//! Calendar bucketing of delivered orders for dashboard charts.
//!
//! Every operation builds a fresh, zero-filled bucket array sized by its
//! granularity and fills it from the orders it is handed. Calendar fields
//! (hour, weekday, month) are read in the timezone the aggregator was built
//! with; day offsets inside a trailing window are elapsed time from the window
//! start and do not depend on it.

mod error;
mod window;

use chrono::{DateTime, Datelike, Timelike, Utc};
use chrono_tz::Tz;
use serde::Serialize;

pub use error::AnalyticsError;
pub use window::{current_week, trailing_days, trailing_hours, year_window, Window};

pub const MONTH_NAMES: [&str; 12] = [
    "January",
    "February",
    "March",
    "April",
    "May",
    "June",
    "July",
    "August",
    "September",
    "October",
    "November",
    "December",
];

pub const WEEKDAY_NAMES: [&str; 7] = [
    "Sunday",
    "Monday",
    "Tuesday",
    "Wednesday",
    "Thursday",
    "Friday",
    "Saturday",
];

/// What the aggregator needs to know about an order.
pub trait DeliveredOrder {
    fn order_id(&self) -> &str;
    fn delivered_at(&self) -> Option<DateTime<Utc>>;
    fn total_cents(&self) -> i64;
}

#[derive(Debug, Clone, Copy, PartialEq, Eq)]
pub enum Granularity {
    HourOfDay,
    DayOfWeek,
    /// One bucket per elapsed day of a window that is `days` long.
    DayOfMonth { days: usize },
    MonthOfYear,
}

impl Granularity {
    pub fn len(&self) -> usize {
        match self {
            Granularity::HourOfDay => 24,
            Granularity::DayOfWeek => 7,
            Granularity::DayOfMonth { days } => *days,
            Granularity::MonthOfYear => 12,
        }
    }

    pub fn label(&self, index: usize) -> String {
        match self {
            Granularity::HourOfDay => index.to_string(),
            Granularity::DayOfWeek => WEEKDAY_NAMES[index].to_string(),
            Granularity::DayOfMonth { .. } => (index + 1).to_string(),
            Granularity::MonthOfYear => MONTH_NAMES[index].to_string(),
        }
    }

    fn empty_buckets(&self) -> Vec<Bucket> {
        (0..self.len())
            .map(|index| Bucket {
                label: self.label(index),
                index,
                count: 0,
                revenue_cents: 0,
            })
            .collect()
    }
}

#[derive(Debug, Clone, PartialEq, Eq, Serialize)]
pub struct Bucket {
    pub label: String,
    pub index: usize,
    pub count: u64,
    pub revenue_cents: i64,
}

#[derive(Debug, Clone, PartialEq, Eq, Serialize)]
pub struct BucketSeries {
    pub buckets: Vec<Bucket>,
    /// Orders handed in whose delivery fell outside the window.
    pub out_of_window: usize,
}

impl BucketSeries {
    pub fn total_count(&self) -> u64 {
        self.buckets.iter().map(|b| b.count).sum()
    }

    pub fn total_revenue_cents(&self) -> i64 {
        self.buckets.iter().map(|b| b.revenue_cents).sum()
    }
}

#[derive(Debug, Clone, PartialEq, Eq, Serialize)]
pub struct MonthComparison {
    pub month: String,
    pub current_year: i64,
    pub previous_year: i64,
}

/// Position of `at` in the bucket array for `granularity`.
///
/// `at` is expected to lie inside `window`; day offsets are clamped to the
/// array bounds regardless.
pub fn bucket_index(at: DateTime<Utc>, granularity: Granularity, window: &Window, tz: Tz) -> usize {
    let local = at.with_timezone(&tz);
    match granularity {
        Granularity::HourOfDay => local.hour() as usize,
        Granularity::DayOfWeek => local.weekday().num_days_from_sunday() as usize,
        Granularity::DayOfMonth { days } => {
            let last = days.saturating_sub(1) as i64;
            window.day_offset(at).clamp(0, last) as usize
        }
        Granularity::MonthOfYear => local.month0() as usize,
    }
}

#[derive(Debug, Clone, Copy)]
pub struct OrderAnalytics {
    tz: Tz,
}

impl OrderAnalytics {
    pub fn new(tz: Tz) -> Self {
        Self { tz }
    }

    pub fn timezone(&self) -> Tz {
        self.tz
    }

    pub fn bucket_by_hour_of_day<O: DeliveredOrder>(
        &self,
        orders: &[O],
        window: Window,
    ) -> Result<BucketSeries, AnalyticsError> {
        self.aggregate(orders, window, Granularity::HourOfDay)
    }

    pub fn bucket_by_day_of_month<O: DeliveredOrder>(
        &self,
        orders: &[O],
        window: Window,
    ) -> Result<BucketSeries, AnalyticsError> {
        let days = window.day_count();
        self.aggregate(orders, window, Granularity::DayOfMonth { days })
    }

    pub fn bucket_by_day_of_week<O: DeliveredOrder>(
        &self,
        orders: &[O],
        window: Window,
    ) -> Result<BucketSeries, AnalyticsError> {
        self.aggregate(orders, window, Granularity::DayOfWeek)
    }

    pub fn bucket_by_month_for_year<O: DeliveredOrder>(
        &self,
        orders: &[O],
        year: i32,
    ) -> Result<BucketSeries, AnalyticsError> {
        let window = year_window(year, self.tz)?;
        self.aggregate(orders, window, Granularity::MonthOfYear)
    }

    /// Monthly revenue of `current_year` next to `previous_year`.
    pub fn year_over_year_revenue<A: DeliveredOrder, B: DeliveredOrder>(
        &self,
        current: &[A],
        previous: &[B],
        current_year: i32,
        previous_year: i32,
    ) -> Result<Vec<MonthComparison>, AnalyticsError> {
        let current = self.bucket_by_month_for_year(current, current_year)?;
        let previous = self.bucket_by_month_for_year(previous, previous_year)?;

        Ok(current
            .buckets
            .into_iter()
            .zip(previous.buckets)
            .map(|(cur, prev)| MonthComparison {
                month: cur.label,
                current_year: cur.revenue_cents,
                previous_year: prev.revenue_cents,
            })
            .collect())
    }

    fn aggregate<O: DeliveredOrder>(
        &self,
        orders: &[O],
        window: Window,
        granularity: Granularity,
    ) -> Result<BucketSeries, AnalyticsError> {
        let mut buckets = granularity.empty_buckets();
        let mut out_of_window = 0;

        for order in orders {
            let delivered_at = order
                .delivered_at()
                .ok_or_else(|| AnalyticsError::MissingTimestamp {
                    order_id: order.order_id().to_string(),
                })?;

            if !window.contains(delivered_at) {
                out_of_window += 1;
                continue;
            }

            let bucket = &mut buckets[bucket_index(delivered_at, granularity, &window, self.tz)];
            bucket.count += 1;
            bucket.revenue_cents += order.total_cents();
        }

        if out_of_window > 0 {
            tracing::warn!(
                out_of_window,
                start = %window.start(),
                end = %window.end(),
                "Dropped orders delivered outside the aggregation window"
            );
        }

        Ok(BucketSeries {
            buckets,
            out_of_window,
        })
    }
}

impl Default for OrderAnalytics {
    fn default() -> Self {
        Self::new(Tz::UTC)
    }
}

::::::::

**WHAT IS EXPECTED:**
Some of the data mentions "Calendar". Copy every line where it does.

**TASK OUTPUT:**
//! Calendar bucketing of delivered orders for dashboard charts.
//! granularity and fills it from the orders it is handed. Calendar fields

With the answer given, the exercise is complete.